* [Task directions] The output should be all lines of the entries below in which the word "rewrite" occurs.

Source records

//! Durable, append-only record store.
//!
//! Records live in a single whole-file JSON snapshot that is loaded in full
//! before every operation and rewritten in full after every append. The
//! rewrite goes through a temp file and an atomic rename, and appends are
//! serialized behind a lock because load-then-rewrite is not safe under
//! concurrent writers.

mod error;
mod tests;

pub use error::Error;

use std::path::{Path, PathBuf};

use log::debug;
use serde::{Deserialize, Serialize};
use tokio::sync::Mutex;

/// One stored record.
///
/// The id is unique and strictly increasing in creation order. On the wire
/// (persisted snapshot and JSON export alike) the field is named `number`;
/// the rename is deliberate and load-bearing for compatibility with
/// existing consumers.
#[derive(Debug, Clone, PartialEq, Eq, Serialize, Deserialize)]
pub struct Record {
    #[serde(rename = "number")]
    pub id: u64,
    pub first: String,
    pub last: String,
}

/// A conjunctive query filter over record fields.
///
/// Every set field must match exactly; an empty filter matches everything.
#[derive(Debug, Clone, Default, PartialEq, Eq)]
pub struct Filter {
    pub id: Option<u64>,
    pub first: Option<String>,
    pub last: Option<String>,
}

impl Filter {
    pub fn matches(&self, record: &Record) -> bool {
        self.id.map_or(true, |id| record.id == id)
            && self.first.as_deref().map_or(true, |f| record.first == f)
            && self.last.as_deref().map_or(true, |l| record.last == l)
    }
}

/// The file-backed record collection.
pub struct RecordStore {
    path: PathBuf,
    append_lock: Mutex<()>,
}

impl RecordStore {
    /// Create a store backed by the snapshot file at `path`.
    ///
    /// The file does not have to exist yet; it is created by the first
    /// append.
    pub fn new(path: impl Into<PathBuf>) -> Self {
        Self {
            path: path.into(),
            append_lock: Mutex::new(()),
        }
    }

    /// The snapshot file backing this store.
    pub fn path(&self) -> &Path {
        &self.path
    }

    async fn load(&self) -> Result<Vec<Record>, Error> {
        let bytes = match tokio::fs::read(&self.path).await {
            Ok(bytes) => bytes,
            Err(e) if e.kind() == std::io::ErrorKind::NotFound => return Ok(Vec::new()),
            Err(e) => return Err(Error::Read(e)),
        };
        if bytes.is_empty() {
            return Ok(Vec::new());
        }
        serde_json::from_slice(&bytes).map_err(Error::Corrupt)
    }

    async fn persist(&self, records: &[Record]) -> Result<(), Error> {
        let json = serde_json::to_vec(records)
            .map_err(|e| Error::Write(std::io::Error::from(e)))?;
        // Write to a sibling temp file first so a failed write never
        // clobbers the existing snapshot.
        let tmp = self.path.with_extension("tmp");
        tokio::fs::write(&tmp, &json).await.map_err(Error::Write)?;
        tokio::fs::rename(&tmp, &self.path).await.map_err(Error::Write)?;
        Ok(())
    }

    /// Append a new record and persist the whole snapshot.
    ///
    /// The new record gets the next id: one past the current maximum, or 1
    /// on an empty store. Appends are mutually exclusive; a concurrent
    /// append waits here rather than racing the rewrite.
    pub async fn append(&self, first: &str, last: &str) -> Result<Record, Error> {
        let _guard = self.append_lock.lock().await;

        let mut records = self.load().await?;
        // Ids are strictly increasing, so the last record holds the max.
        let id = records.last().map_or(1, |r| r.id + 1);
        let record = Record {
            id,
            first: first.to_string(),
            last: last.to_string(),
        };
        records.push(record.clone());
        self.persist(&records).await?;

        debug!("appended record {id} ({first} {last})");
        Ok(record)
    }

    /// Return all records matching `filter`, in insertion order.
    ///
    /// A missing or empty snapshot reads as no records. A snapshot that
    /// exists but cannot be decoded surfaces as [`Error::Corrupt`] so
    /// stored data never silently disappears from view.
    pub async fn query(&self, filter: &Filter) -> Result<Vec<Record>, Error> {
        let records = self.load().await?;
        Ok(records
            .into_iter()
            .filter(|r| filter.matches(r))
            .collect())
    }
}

* [Written answer]
//! rewrite goes through a temp file and an atomic rename, and appends are
//! serialized behind a lock because load-then-rewrite is not safe under
    /// append waits here rather than racing the rewrite.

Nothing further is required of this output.